▶ _What to do_
Note each line of the entries that includes "else". Then copy those lines.

Dataset items:
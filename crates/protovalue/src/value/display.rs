//! Debug implementation for Value

use std::fmt;

use super::*;

impl fmt::Debug for Value {
    fn fmt(&self, f: &mut fmt::Formatter<'_>) -> fmt::Result {
        match self {
            Value::Bool(b) => write!(f, "{}", b),

            Value::I32(n) => write!(f, "{}i32", n),
            Value::I64(n) => write!(f, "{}i64", n),
            Value::U32(n) => write!(f, "{}u32", n),
            Value::U64(n) => write!(f, "{}u64", n),

            Value::F32(n) => write!(f, "{}f32", n),
            Value::F64(n) => write!(f, "{}f64", n),

            Value::String(s) => write!(f, "{:?}", s.as_str()),
            Value::Bytes(b) => write!(f, "b{:?}", b.as_slice()),

            Value::Array(a) => {
                write!(f, "[")?;
                for (i, item) in a.iter().enumerate() {
                    if i > 0 {
                        write!(f, ", ")?;
                    }
                    write!(f, "{:?}", item)?;
                }
                write!(f, "]")
            }

            Value::Message(m) => write!(f, "{:?}", &**m),
        }
    }
}

#[cfg(test)]
mod tests {
    use super::*;

    #[test]
    fn test_debug_scalars() {
        assert_eq!(format!("{:?}", Value::I32(42)), "42i32");
        assert_eq!(format!("{:?}", Value::Bool(true)), "true");
        assert_eq!(format!("{:?}", Value::string("hi")), "\"hi\"");
    }
}
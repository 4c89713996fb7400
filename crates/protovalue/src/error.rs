//! Error types for schema construction and loading
//!
//! Container operations do not return errors: misuse of a message or array
//! (an out-of-range index, a value whose kind does not match its field) is a
//! programming error and panics. Only building and loading schema metadata
//! can fail in a recoverable way.

use thiserror::Error;

use crate::value::ValueKind;

/// Errors raised while building or loading message definitions
#[derive(Error, Debug)]
pub enum SchemaError {
    /// Two fields in one message share a name
    #[error("Duplicate field name '{field}' in message '{message}'")]
    DuplicateFieldName {
        /// Message being built
        message: String,
        /// Offending field name
        field: String,
    },

    /// Two fields in one message share a field number
    #[error("Duplicate field number {number} in message '{message}'")]
    DuplicateFieldNumber {
        /// Message being built
        message: String,
        /// Offending field number
        number: u32,
    },

    /// Field number outside the valid protocol buffer range
    #[error("Field '{field}' has invalid number {number}")]
    InvalidFieldNumber {
        /// Offending field name
        field: String,
        /// The rejected number
        number: u32,
    },

    /// A message or group field without a nested definition
    #[error("Field '{field}' is a submessage but has no message type")]
    MissingMessageType {
        /// Offending field name
        field: String,
    },

    /// A nested definition attached to a non-message field
    #[error("Field '{field}' is not a submessage but names message type '{type_name}'")]
    UnexpectedMessageType {
        /// Offending field name
        field: String,
        /// The attached message type
        type_name: String,
    },

    /// A default value whose kind does not match the field
    #[error("Default for field '{field}': expected {expected}, got {got}")]
    DefaultTypeMismatch {
        /// Offending field name
        field: String,
        /// Kind required by the field type
        expected: ValueKind,
        /// Kind (or JSON shape) supplied
        got: String,
    },

    /// A default value on a field that cannot carry one
    #[error("Field '{field}' cannot have an explicit default (repeated or submessage)")]
    DefaultNotAllowed {
        /// Offending field name
        field: String,
    },

    /// A descriptor referenced a message type that is not registered
    #[error("Unknown message type '{0}'")]
    UnknownType(String),

    /// Descriptor JSON could not be decoded
    #[error("Descriptor JSON error: {0}")]
    Json(#[from] serde_json::Error),
}

/// Result type alias for schema operations
pub type Result<T> = std::result::Result<T, SchemaError>;
#[cfg(test)]
mod tests {
    use super::*;

    #[test]
    fn test_type_table() {
        assert_eq!(FieldType::SInt32.kind(), ValueKind::I32);
        assert_eq!(FieldType::Fixed64.size(), 8);
        assert_eq!(FieldType::Bool.size(), 1);
        assert!(FieldType::Bytes.is_managed());
        assert!(FieldType::Group.is_submessage());
        assert!(!FieldType::Enum.is_managed());
    }

    #[test]
    fn test_indices_follow_definition_order() {
        let def = MessageDef::builder("Pair")
            .field(FieldSpec::new("a", 5, FieldType::Int32))
            .field(FieldSpec::new("b", 2, FieldType::String))
            .build()
            .unwrap();
        assert_eq!(def.field("a").unwrap().index(), 0);
        assert_eq!(def.field_by_number(2).unwrap().name(), "b");
        assert_eq!(def.field_at(1).unwrap().number(), 2);
        assert_eq!(def.set_flags_bytes(), 1);
    }

    #[test]
    fn test_presence_mask_spans_bytes() {
        let mut builder = MessageDef::builder("Wide");
        for n in 1..=10 {
            builder = builder.field(FieldSpec::new(format!("f{}", n), n, FieldType::Bool));
        }
        let def = builder.build().unwrap();
        assert_eq!(def.set_flags_bytes(), 2);
        assert_eq!(def.field("f10").unwrap().presence_mask(), (1, 0b10));
        assert_eq!(def.data_size(), 10);
    }

    #[test]
    fn test_defaults() {
        let inner = MessageDef::builder("Inner").build().unwrap();
        let def = MessageDef::builder("Outer")
            .field(FieldSpec::new("n", 1, FieldType::UInt32))
            .field(FieldSpec::new("s", 2, FieldType::String).with_default("dflt"))
            .field(FieldSpec::new("r", 3, FieldType::Int64).repeated())
            .field(FieldSpec::message("m", 4, inner))
            .build()
            .unwrap();
        assert_eq!(def.field("n").unwrap().default_value(), &Value::U32(0));
        assert_eq!(def.field("s").unwrap().default_value().as_str(), Some("dflt"));
        assert!(def.field("r").unwrap().default_value().as_array().unwrap().is_empty());
        assert!(def.field("m").unwrap().default_value().as_message().is_some());
    }

    #[test]
    fn test_managed_classification() {
        let def = MessageDef::builder("M")
            .field(FieldSpec::new("ints", 1, FieldType::Int32).repeated())
            .field(FieldSpec::new("n", 2, FieldType::Int32))
            .build()
            .unwrap();
        let ints = def.field("ints").unwrap();
        assert!(ints.is_managed());
        assert!(!ints.elem_is_managed());
        assert_eq!(ints.slot_kind(), ValueKind::Array);
        assert!(!def.field("n").unwrap().is_managed());
    }
}
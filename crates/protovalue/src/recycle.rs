//! Slot recycling: reuse an exclusively owned value instead of reallocating
//!
//! Decode loops write the same fields over and over. When the value already
//! sitting in a slot is held by nobody else, emptying it in place is
//! indistinguishable from allocating a new one, and much cheaper.

use serde::{Deserialize, Serialize};
use tracing::trace;

use crate::value::{Value, ValueKind, ValueMut};

/// Strategy for obtaining a fresh mutable value for a slot.
#[derive(Debug, Clone, Copy, PartialEq, Eq, Default, Serialize, Deserialize)]
#[serde(rename_all = "snake_case")]
pub enum RecyclePolicy {
    /// Reuse the slot's current value when it is exclusively owned
    #[default]
    Reuse,

    /// Always allocate, dropping the slot's previous reference
    AlwaysAllocate,
}

impl RecyclePolicy {
    /// Whether this policy ever reuses a value.
    pub fn reuses(self) -> bool {
        self == RecyclePolicy::Reuse
    }

    /// Turn the value in `current` into an empty, writable value of `kind`.
    ///
    /// The existing object is emptied and returned when it has the expected
    /// kind and this handle is its only reference. Otherwise `fresh` builds a
    /// replacement and the old handle is dropped, which releases a shared
    /// object without touching what other holders see.
    pub fn try_recycle<'a>(
        self,
        current: &'a mut Value,
        kind: ValueKind,
        fresh: impl FnOnce() -> Value,
    ) -> ValueMut<'a> {
        assert!(kind.is_managed(), "cannot recycle unmanaged {}", kind);

        if self.reuses() && current.kind() == kind && current.is_exclusive() {
            trace!(%kind, "reusing exclusively owned value");
            current.reset_in_place();
        } else {
            trace!(%kind, refs = ?current.ref_count(), "allocating fresh value");
            *current = fresh();
            debug_assert_eq!(current.kind(), kind);
        }
        current.as_value_mut()
    }

    /// Like [`RecyclePolicy::try_recycle`], for a slot that may never have
    /// held a value.
    pub fn fill_slot<'a>(
        self,
        slot: &'a mut Option<Value>,
        kind: ValueKind,
        fresh: impl FnOnce() -> Value,
    ) -> ValueMut<'a> {
        match slot {
            Some(current) => self.try_recycle(current, kind, fresh),
            None => {
                trace!(%kind, "allocating value for empty slot");
                slot.insert(fresh()).as_value_mut()
            }
        }
    }
}

#[cfg(test)]
mod tests {
    use super::*;

    fn fresh_string() -> Value {
        Value::string(String::new())
    }

    #[test]
    fn test_reuse_exclusive_string() {
        let mut slot = Value::string("stale");
        let ptr = slot.as_str().map(|s| s.as_ptr());

        let s = RecyclePolicy::Reuse.try_recycle(&mut slot, ValueKind::String, fresh_string);
        assert!(s.into_string().is_empty());
        // Same heap buffer: cleared, not reallocated.
        assert_eq!(slot.as_str().map(|s| s.as_ptr()), ptr);
    }

    #[test]
    fn test_shared_value_is_replaced() {
        let mut slot = Value::string("shared");
        let other = slot.clone();

        RecyclePolicy::Reuse
            .try_recycle(&mut slot, ValueKind::String, fresh_string)
            .into_string()
            .push_str("new");

        assert_eq!(other.as_str(), Some("shared"));
        assert_eq!(other.ref_count(), Some(1));
        assert_eq!(slot.as_str(), Some("new"));
    }

    #[test]
    fn test_always_allocate_replaces_exclusive() {
        let mut slot = Value::string("stale");
        let weak = match &slot {
            Value::String(s) => std::sync::Arc::downgrade(s),
            _ => unreachable!(),
        };
        // The replaced string had no other holder, so it is freed.
        RecyclePolicy::AlwaysAllocate.try_recycle(&mut slot, ValueKind::String, fresh_string);
        assert!(weak.upgrade().is_none());
        assert_eq!(slot.as_str(), Some(""));
    }

    #[test]
    fn test_kind_mismatch_is_replaced() {
        let mut slot = Value::bytes(vec![1, 2, 3]);
        RecyclePolicy::Reuse.try_recycle(&mut slot, ValueKind::String, fresh_string);
        assert_eq!(slot.kind(), ValueKind::String);
    }

    #[test]
    fn test_fill_empty_slot() {
        let mut slot = None;
        RecyclePolicy::Reuse
            .fill_slot(&mut slot, ValueKind::String, fresh_string)
            .into_string()
            .push('x');
        assert_eq!(slot.and_then(|v| v.as_str().map(str::to_owned)), Some("x".to_string()));
    }

    #[test]
    #[should_panic(expected = "cannot recycle unmanaged")]
    fn test_unmanaged_kind_panics() {
        let mut slot = Value::I32(1);
        RecyclePolicy::Reuse.try_recycle(&mut slot, ValueKind::I32, || Value::I32(0));
    }
}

▶ _Output below_
//! sitting in a slot is held by nobody else, emptying it in place is
        } else {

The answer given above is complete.